RECORDS TO USE.
◇ ◇ ◇ ◇
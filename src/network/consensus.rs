use serde::{Deserialize, Serialize};
use std::future::Future;
use std::time::Duration;
use tokio_util::sync::CancellationToken;

use crate::blockchain::{Block, ChainValidator};
use crate::error::{LedgerError, Result};

/// What a node reports for "fetch chain": its blocks and their count.
#[derive(Debug, Clone, PartialEq, Serialize, Deserialize)]
pub struct ChainSnapshot {
    pub chain: Vec<Block>,
    pub length: usize,
}

impl ChainSnapshot {
    pub fn new(chain: Vec<Block>) -> Self {
        let length = chain.len();
        Self { chain, length }
    }
}

/// Where consensus gets peer chains from.
pub trait ChainSource {
    fn fetch_chain(&self, peer: &str) -> impl Future<Output = Result<ChainSnapshot>> + Send;
}

#[derive(Debug, Clone, PartialEq)]
pub enum Resolution {
    /// A strictly longer valid chain was found; it should replace ours.
    Replaced(Vec<Block>),
    /// No peer beat the local chain.
    Authoritative,
}

impl Resolution {
    pub fn adopted(&self) -> bool {
        matches!(self, Resolution::Replaced(_))
    }
}

/// Longest-valid-chain rule over a set of peers.
pub struct ConsensusResolver<'a, S> {
    source: &'a S,
    validator: ChainValidator,
    timeout: Option<Duration>,
}

impl<'a, S: ChainSource> ConsensusResolver<'a, S> {
    pub fn new(source: &'a S, validator: ChainValidator) -> Self {
        Self {
            source,
            validator,
            timeout: None,
        }
    }

    /// Bound each peer fetch; a peer that does not answer in time is skipped.
    pub fn with_timeout(mut self, timeout: Option<Duration>) -> Self {
        self.timeout = timeout;
        self
    }

    /// Visit `peers` in order and keep the longest valid chain that is
    /// strictly longer than `local` and than every candidate kept before it.
    /// Equal lengths never win. Unreachable, failing or malformed peers are
    /// skipped. Returns [`LedgerError::Cancelled`] if `token` fires first.
    pub async fn resolve(
        &self,
        local: &[Block],
        peers: &[String],
        token: &CancellationToken,
    ) -> Result<Resolution> {
        let mut best_length = local.len();
        let mut best_chain = None;

        for peer in peers {
            let fetched = tokio::select! {
                biased;
                _ = token.cancelled() => {
                    log::debug!("CONSENSUS - resolution cancelled before {peer}");
                    return Err(LedgerError::Cancelled);
                }
                fetched = self.fetch(peer) => fetched,
            };

            let snapshot = match fetched {
                Ok(snapshot) => snapshot,
                Err(error) => {
                    log::warn!("CONSENSUS - skipping {peer}: {error}");
                    continue;
                }
            };
            if snapshot.length != snapshot.chain.len() {
                log::warn!(
                    "CONSENSUS - skipping {peer}: reported length {} but sent {} blocks",
                    snapshot.length,
                    snapshot.chain.len()
                );
                continue;
            }
            if snapshot.length <= best_length {
                log::debug!(
                    "CONSENSUS - {peer} has {} blocks, best so far {best_length}",
                    snapshot.length
                );
                continue;
            }
            if let Err(reason) = self.validator.validate(&snapshot.chain) {
                log::warn!("CONSENSUS - discarding chain from {peer}: {reason}");
                continue;
            }

            log::debug!("CONSENSUS - {peer} leads with {} blocks", snapshot.length);
            best_length = snapshot.length;
            best_chain = Some(snapshot.chain);
        }

        Ok(match best_chain {
            Some(chain) => Resolution::Replaced(chain),
            None => Resolution::Authoritative,
        })
    }

    async fn fetch(&self, peer: &str) -> Result<ChainSnapshot> {
        match self.timeout {
            Some(limit) => tokio::time::timeout(limit, self.source.fetch_chain(peer))
                .await
                .map_err(|_| LedgerError::Peer {
                    peer: peer.to_string(),
                    reason: format!("no answer within {limit:?}"),
                })?,
            None => self.source.fetch_chain(peer).await,
        }
    }
}

#[cfg(test)]
mod tests {
    use super::{ChainSnapshot, ChainSource, ConsensusResolver, Resolution};
    use crate::blockchain::{Block, ChainValidator, Ledger};
    use crate::error::{LedgerError, Result};
    use std::collections::HashMap;
    use std::time::Duration;
    use tokio_util::sync::CancellationToken;

    const DIFFICULTY: u32 = 1;

    enum Reply {
        Chain(ChainSnapshot),
        Down,
        Hang,
    }

    #[derive(Default)]
    struct FakePeers {
        replies: HashMap<String, Reply>,
    }

    impl FakePeers {
        fn with(mut self, peer: &str, reply: Reply) -> Self {
            self.replies.insert(peer.to_string(), reply);
            self
        }
    }

    impl ChainSource for FakePeers {
        async fn fetch_chain(&self, peer: &str) -> Result<ChainSnapshot> {
            match self.replies.get(peer) {
                Some(Reply::Chain(snapshot)) => Ok(snapshot.clone()),
                Some(Reply::Hang) => {
                    tokio::time::sleep(Duration::from_secs(3600)).await;
                    unreachable!("hanging peer answered")
                }
                Some(Reply::Down) | None => Err(LedgerError::Peer {
                    peer: peer.to_string(),
                    reason: "connection refused".into(),
                }),
            }
        }
    }

    fn chain_of(len: usize, miner: &str) -> Vec<Block> {
        let mut ledger = Ledger::new(DIFFICULTY);
        while ledger.len() < len {
            ledger.mine(miner);
        }
        ledger.chain().to_vec()
    }

    fn invalid_chain_of(len: usize) -> Vec<Block> {
        let mut chain = chain_of(len, "liar");
        chain[len - 1].previous_hash = "0".repeat(64);
        chain
    }

    fn peers(names: &[&str]) -> Vec<String> {
        names.iter().map(|n| n.to_string()).collect()
    }

    #[tokio::test]
    async fn adopts_longer_valid_chain_only() {
        let local = chain_of(3, "me");
        let five = chain_of(5, "peer-a");
        let source = FakePeers::default()
            .with("a:1", Reply::Chain(ChainSnapshot::new(five.clone())))
            .with("b:1", Reply::Chain(ChainSnapshot::new(invalid_chain_of(6))))
            .with("c:1", Reply::Chain(ChainSnapshot::new(chain_of(2, "peer-c"))));

        let resolver = ConsensusResolver::new(&source, ChainValidator::new(DIFFICULTY));
        let outcome = resolver
            .resolve(&local, &peers(&["a:1", "b:1", "c:1"]), &CancellationToken::new())
            .await
            .unwrap();
        assert_eq!(outcome, Resolution::Replaced(five));
    }

    #[tokio::test]
    async fn equal_length_is_not_adopted() {
        let local = chain_of(3, "me");
        let source = FakePeers::default()
            .with("a:1", Reply::Chain(ChainSnapshot::new(chain_of(3, "peer"))));
        let resolver = ConsensusResolver::new(&source, ChainValidator::new(DIFFICULTY));
        let outcome = resolver
            .resolve(&local, &peers(&["a:1"]), &CancellationToken::new())
            .await
            .unwrap();
        assert!(!outcome.adopted());
    }

    #[tokio::test]
    async fn later_longer_chain_overrides_earlier() {
        let local = chain_of(1, "me");
        let four = chain_of(4, "b");
        let source = FakePeers::default()
            .with("a:1", Reply::Chain(ChainSnapshot::new(chain_of(3, "a"))))
            .with("b:1", Reply::Chain(ChainSnapshot::new(four.clone())))
            .with("c:1", Reply::Chain(ChainSnapshot::new(chain_of(4, "c"))));
        let resolver = ConsensusResolver::new(&source, ChainValidator::new(DIFFICULTY));
        let outcome = resolver
            .resolve(&local, &peers(&["a:1", "b:1", "c:1"]), &CancellationToken::new())
            .await
            .unwrap();
        // c:1 ties with b:1 and so does not displace it.
        assert_eq!(outcome, Resolution::Replaced(four));
    }

    #[tokio::test]
    async fn unreachable_and_lying_peers_are_skipped() {
        let local = chain_of(2, "me");
        let mut short = ChainSnapshot::new(chain_of(2, "x"));
        short.length = 10;
        let source = FakePeers::default()
            .with("down:1", Reply::Down)
            .with("liar:1", Reply::Chain(short));
        let resolver = ConsensusResolver::new(&source, ChainValidator::new(DIFFICULTY));
        let outcome = resolver
            .resolve(
                &local,
                &peers(&["down:1", "liar:1", "unknown:1"]),
                &CancellationToken::new(),
            )
            .await
            .unwrap();
        assert_eq!(outcome, Resolution::Authoritative);
    }

    #[tokio::test]
    async fn lone_foreign_block_beats_empty_local_chain() {
        // A single block passes validation whatever it contains.
        let stray = vec![Block::new(42, Vec::new(), 7, "nowhere".into())];
        let source =
            FakePeers::default().with("a:1", Reply::Chain(ChainSnapshot::new(stray.clone())));
        let resolver = ConsensusResolver::new(&source, ChainValidator::new(DIFFICULTY));
        let outcome = resolver
            .resolve(&[], &peers(&["a:1"]), &CancellationToken::new())
            .await
            .unwrap();
        assert_eq!(outcome, Resolution::Replaced(stray));
    }

    #[tokio::test(start_paused = true)]
    async fn hung_peer_times_out() {
        let local = chain_of(1, "me");
        let two = chain_of(2, "b");
        let source = FakePeers::default()
            .with("hang:1", Reply::Hang)
            .with("ok:1", Reply::Chain(ChainSnapshot::new(two.clone())));
        let resolver = ConsensusResolver::new(&source, ChainValidator::new(DIFFICULTY))
            .with_timeout(Some(Duration::from_secs(5)));
        let outcome = resolver
            .resolve(&local, &peers(&["hang:1", "ok:1"]), &CancellationToken::new())
            .await
            .unwrap();
        assert_eq!(outcome, Resolution::Replaced(two));
    }

    #[tokio::test]
    async fn cancellation_aborts_resolution() {
        let source = FakePeers::default().with("hang:1", Reply::Hang);
        let resolver = ConsensusResolver::new(&source, ChainValidator::new(DIFFICULTY));
        let token = CancellationToken::new();
        token.cancel();
        let err = resolver
            .resolve(&chain_of(1, "me"), &peers(&["hang:1"]), &token)
            .await
            .unwrap_err();
        assert!(matches!(err, LedgerError::Cancelled));
    }
}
◇ ◇ ◇ ◇
EXERCISE GOAL. In the records above, how many lines contain the string "four"? Reply with the number only.

REPLY. 3